When Pilvi Torsti, a former State Secretary of three ministries in her native Finland, was appointed in April 2023, Xavier organised the handover. 

Looking back over two decades with the ETF, Xavier singles out his time working with Ukraine as one of his brightest memories, but also the learning curve he climbed throughout his time with the agency. 

As for challenges to the ETF, Xavier highlights both Covid-19 and the war in Ukraine. 

“I am very proud of how we managed with Covid-19,” he says. “In the space of three weeks we had to review all our activities and try to see which could continue, with a different modality, and which had to be cancelled.” 

Some events were cancelled, and others moved online.
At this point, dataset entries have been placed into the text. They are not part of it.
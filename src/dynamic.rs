use std::borrow::Cow;

use kube::{
    Resource,
    api::{ObjectMeta, TypeMeta},
    core::DynamicResourceScope,
};
use serde_json::{Map, Value};

use crate::kind::Kind;

/// An untyped Kubernetes object whose dynamic type is a registry [`Kind`].
///
/// `kube::api::DynamicObject` needs an `ApiResource` from discovery; binding
/// the object to the static registry instead means URLs, apiVersion and scope
/// come from the kind table without a round trip to the API server.
#[derive(serde::Serialize, serde::Deserialize, Clone, Debug, PartialEq)]
pub struct DynamicObject {
    /// The type fields, not always present
    #[serde(flatten, default)]
    pub types: Option<TypeMeta>,
    /// Object metadata
    #[serde(default)]
    pub metadata: ObjectMeta,

    /// All other keys
    #[serde(flatten)]
    pub data: Value,
}

impl DynamicObject {
    /// An empty object of the given kind, ready to be filled and created.
    pub fn new(kind: &Kind) -> Self {
        Self {
            types: Some(TypeMeta {
                api_version: kind.api_version().into_owned(),
                kind: kind.kind.to_string(),
            }),
            metadata: ObjectMeta::default(),
            data: Value::Object(Map::new()),
        }
    }
}

impl Resource for DynamicObject {
    type DynamicType = Kind;
    type Scope = DynamicResourceScope;

    fn group(dt: &Kind) -> Cow<'_, str> {
        dt.group.into()
    }

    fn version(dt: &Kind) -> Cow<'_, str> {
        dt.version.into()
    }

    fn kind(dt: &Kind) -> Cow<'_, str> {
        dt.kind.into()
    }

    fn api_version(dt: &Kind) -> Cow<'_, str> {
        dt.api_version()
    }

    fn plural(dt: &Kind) -> Cow<'_, str> {
        dt.plural.into()
    }

    fn meta(&self) -> &ObjectMeta {
        &self.metadata
    }

    fn meta_mut(&mut self) -> &mut ObjectMeta {
        &mut self.metadata
    }
}
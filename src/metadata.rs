//! The `metadata` block shared by every resource and data source.

use std::collections::BTreeMap;

use kube::api::ObjectMeta;
use serde::{Deserialize, Serialize};

use crate::{
    error::{Error, Result},
    kind::Kind,
    validation,
};

/// Namespace used when a namespaced object is declared without one.
pub const DEFAULT_NAMESPACE: &str = "default";

/// Standard object metadata as it appears in state.
#[derive(Debug, Clone, Default, PartialEq, Eq, Serialize, Deserialize)]
pub struct Metadata {
    #[serde(default, skip_serializing_if = "Option::is_none")]
    pub name: Option<String>,
    /// Prefix for a server-generated name; mutually exclusive with `name`.
    #[serde(default, skip_serializing_if = "Option::is_none")]
    pub generate_name: Option<String>,
    #[serde(default, skip_serializing_if = "Option::is_none")]
    pub namespace: Option<String>,
    #[serde(default, skip_serializing_if = "BTreeMap::is_empty")]
    pub labels: BTreeMap<String, String>,
    #[serde(default, skip_serializing_if = "BTreeMap::is_empty")]
    pub annotations: BTreeMap<String, String>,

    #[serde(default, skip_serializing_if = "Option::is_none")]
    pub uid: Option<String>,
    #[serde(default, skip_serializing_if = "Option::is_none")]
    pub resource_version: Option<String>,
    #[serde(default, skip_serializing_if = "Option::is_none")]
    pub generation: Option<i64>,
}

impl Metadata {
    pub fn named(name: impl Into<String>) -> Self {
        Self {
            name: Some(name.into()),
            ..Default::default()
        }
    }

    pub fn in_namespace(mut self, namespace: impl Into<String>) -> Self {
        self.namespace = Some(namespace.into());
        self
    }

    /// The namespace the object lives in, falling back to [`DEFAULT_NAMESPACE`]
    /// for namespaced kinds. Always `None` for cluster-scoped kinds.
    pub fn effective_namespace(&self, kind: &Kind) -> Option<String> {
        kind.is_namespaced().then(|| {
            self.namespace
                .clone()
                .unwrap_or_else(|| DEFAULT_NAMESPACE.to_string())
        })
    }

    /// Reject metadata the API server would refuse on create.
    pub fn validate(&self, kind: &Kind) -> Result<()> {
        match (&self.name, &self.generate_name) {
            (Some(_), Some(_)) => {
                return Err(Error::validation(
                    "metadata",
                    "only one of name or generate_name may be set",
                ));
            }
            (None, None) => {
                return Err(Error::validation(
                    "metadata",
                    "one of name or generate_name must be set",
                ));
            }
            (Some(name), None) => kind.name_rule.check("metadata.name", name)?,
            (None, Some(prefix)) => kind
                .name_rule
                .check_prefix("metadata.generate_name", prefix)?,
        }
        self.validate_fields(kind)
    }

    /// Checks shared by create and update. On update the name is fixed, and
    /// state may carry both a generated name and its prefix.
    pub fn validate_fields(&self, kind: &Kind) -> Result<()> {
        if let Some(namespace) = &self.namespace {
            if !kind.is_namespaced() {
                return Err(Error::validation(
                    "metadata.namespace",
                    format!("{} is cluster-scoped", kind.kind),
                ));
            }
            validation::is_dns_1123_label(namespace).map_err(|message| {
                Error::validation("metadata.namespace", format!("{namespace:?}: {message}"))
            })?;
        }

        for (key, value) in &self.labels {
            validation::is_qualified_name(key).map_err(|message| {
                Error::validation("metadata.labels", format!("key {key:?}: {message}"))
            })?;
            validation::is_label_value(value).map_err(|message| {
                Error::validation("metadata.labels", format!("value {value:?}: {message}"))
            })?;
        }
        for key in self.annotations.keys() {
            validation::is_qualified_name(key).map_err(|message| {
                Error::validation("metadata.annotations", format!("key {key:?}: {message}"))
            })?;
        }
        Ok(())
    }

    /// Build the object metadata sent on create.
    pub fn expand(&self, kind: &Kind) -> ObjectMeta {
        ObjectMeta {
            name: self.name.clone(),
            generate_name: self.generate_name.clone(),
            namespace: self.effective_namespace(kind),
            labels: non_empty(&self.labels),
            annotations: non_empty(&self.annotations),
            ..Default::default()
        }
    }

    /// Convert server metadata to state. Internal labels and annotations are
    /// dropped unless `configured` declares them.
    pub fn flatten(meta: &ObjectMeta, configured: Option<&Metadata>) -> Self {
        let keep = |configured_keys: Option<&BTreeMap<String, String>>, key: &str| {
            !is_internal_key(key) || configured_keys.is_some_and(|keys| keys.contains_key(key))
        };
        let filter = |server: &Option<BTreeMap<String, String>>,
                      configured_keys: Option<&BTreeMap<String, String>>|
         -> BTreeMap<String, String> {
            server
                .iter()
                .flatten()
                .filter(|(key, _)| keep(configured_keys, key))
                .map(|(key, value)| (key.clone(), value.clone()))
                .collect()
        };

        Self {
            name: meta.name.clone(),
            generate_name: configured
                .and_then(|c| c.generate_name.clone())
                .or_else(|| meta.generate_name.clone()),
            namespace: meta.namespace.clone(),
            labels: filter(&meta.labels, configured.map(|c| &c.labels)),
            annotations: filter(&meta.annotations, configured.map(|c| &c.annotations)),
            uid: meta.uid.clone(),
            resource_version: meta.resource_version.clone(),
            generation: meta.generation,
        }
    }

    /// Overlay the configurable fields onto live metadata for an update.
    /// Internal keys the server or controllers added are preserved.
    pub fn merge_into(&self, meta: &mut ObjectMeta) {
        meta.labels = merge_keys(meta.labels.take(), &self.labels);
        meta.annotations = merge_keys(meta.annotations.take(), &self.annotations);
    }
}

fn non_empty(map: &BTreeMap<String, String>) -> Option<BTreeMap<String, String>> {
    (!map.is_empty()).then(|| map.clone())
}

fn merge_keys(
    live: Option<BTreeMap<String, String>>,
    desired: &BTreeMap<String, String>,
) -> Option<BTreeMap<String, String>> {
    let mut merged: BTreeMap<String, String> = live
        .into_iter()
        .flatten()
        .filter(|(key, _)| is_internal_key(key))
        .collect();
    merged.extend(desired.iter().map(|(k, v)| (k.clone(), v.clone())));
    (!merged.is_empty()).then_some(merged)
}

/// Whether a label or annotation key belongs to Kubernetes itself, e.g.
/// `kubectl.kubernetes.io/last-applied-configuration`. Application keys under
/// `app.kubernetes.io` are user-owned.
pub fn is_internal_key(key: &str) -> bool {
    let Some((prefix, _)) = key.split_once('/') else {
        return false;
    };
    if prefix == "app.kubernetes.io" {
        return false;
    }
    ["kubernetes.io", "k8s.io"]
        .iter()
        .any(|domain| prefix == *domain || prefix.ends_with(&format!(".{domain}")))
}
Paradoxically, by the end of the year, the ETF was “reaching more people than usual, albeit with a less intense interaction”. The experience has changed how the ETF operates, with a lot of events that were once physical now online. 

Xavier is also proud of how the ETF responded to the war in Ukraine, providing support for ETF staffers from Ukraine, or married to Ukrainians, and initiating the Ukraine Knowledge Hub to help provide information for refugees and EU Member States on educational issues.  

As for his plans after retirement, Xavier says he does not plan to work as a consultant, but will look for opportunities to volunteer his skills where they could come in useful.  

“For me, working at the ETF has been a great opportunity for continuing learning,” he concludes. “Although I came here with 20 years of experience, I have learnt something new right to the very last moment. I am very proud of having worked at the ETF. It is a fantastic place.”